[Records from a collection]
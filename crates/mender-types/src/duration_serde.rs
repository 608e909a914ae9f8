//! Human-readable `Duration` serialization (`"1500ms"`, `"30s"`, `"10m"`).
//!
//! Used with `#[serde(with = "mender_types::duration_serde")]` on report and
//! configuration fields.

use serde::{self, Deserialize, Deserializer, Serializer};
use std::time::Duration;

pub fn serialize<S>(duration: &Duration, serializer: S) -> Result<S::Ok, S::Error>
where
    S: Serializer,
{
    serializer.serialize_str(&format!("{}ms", duration.as_millis()))
}

pub fn deserialize<'de, D>(deserializer: D) -> Result<Duration, D::Error>
where
    D: Deserializer<'de>,
{
    let s = String::deserialize(deserializer)?;
    parse_duration(&s).map_err(serde::de::Error::custom)
}

/// Same encoding for optional fields; `None` is skipped or `null`.
pub mod option {
    use super::*;

    pub fn serialize<S>(duration: &Option<Duration>, serializer: S) -> Result<S::Ok, S::Error>
    where
        S: Serializer,
    {
        match duration {
            Some(d) => super::serialize(d, serializer),
            None => serializer.serialize_none(),
        }
    }

    pub fn deserialize<'de, D>(deserializer: D) -> Result<Option<Duration>, D::Error>
    where
        D: Deserializer<'de>,
    {
        let s = Option::<String>::deserialize(deserializer)?;
        s.map(|s| parse_duration(&s).map_err(serde::de::Error::custom))
            .transpose()
    }
}

/// Parse `<n>ms`, `<n>s`, `<n>m` or `<n>h`.
pub fn parse_duration(s: &str) -> Result<Duration, String> {
    let s = s.trim();
    let parse = |val: &str| -> Result<u64, String> {
        val.trim()
            .parse()
            .map_err(|e| format!("invalid duration '{}': {}", s, e))
    };
    if let Some(val) = s.strip_suffix("ms") {
        Ok(Duration::from_millis(parse(val)?))
    } else if let Some(val) = s.strip_suffix('s') {
        Ok(Duration::from_secs(parse(val)?))
    } else if let Some(val) = s.strip_suffix('m') {
        scaled(parse(val)?, 60)
    } else if let Some(val) = s.strip_suffix('h') {
        scaled(parse(val)?, 3600)
    } else {
        Err(format!("unknown duration format: {}", s))
    }
}

fn scaled(value: u64, unit_secs: u64) -> Result<Duration, String> {
    value
        .checked_mul(unit_secs)
        .map(Duration::from_secs)
        .ok_or_else(|| format!("duration {value} x {unit_secs}s is out of range"))
}

#[cfg(test)]
mod tests {
    use super::*;

    #[test]
    fn parses_all_units() {
        assert_eq!(parse_duration("250ms").unwrap(), Duration::from_millis(250));
        assert_eq!(parse_duration("30s").unwrap(), Duration::from_secs(30));
        assert_eq!(parse_duration("10m").unwrap(), Duration::from_secs(600));
        assert_eq!(parse_duration("2h").unwrap(), Duration::from_secs(7200));
    }

    #[test]
    fn rejects_unknown_suffix() {
        let err = parse_duration("5d").unwrap_err();
        assert!(err.contains("unknown duration format"));
        let err = parse_duration("xs").unwrap_err();
        assert!(err.contains("invalid duration"));
    }

    #[test]
    fn huge_values_are_errors_not_overflow() {
        let err = parse_duration(&format!("{}h", u64::MAX)).unwrap_err();
        assert!(err.contains("out of range"));
        assert!(parse_duration(&format!("{}m", u64::MAX / 60 + 1)).is_err());
        assert_eq!(
            parse_duration(&format!("{}m", u64::MAX / 60)).unwrap(),
            Duration::from_secs(u64::MAX / 60 * 60)
        );
    }
}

▶ **Task statement**: If a line in the entries includes the word "fields", copy that line out.

▶ **Task solution**:
//! configuration fields.
/// Same encoding for optional fields; `None` is skipped or `null`.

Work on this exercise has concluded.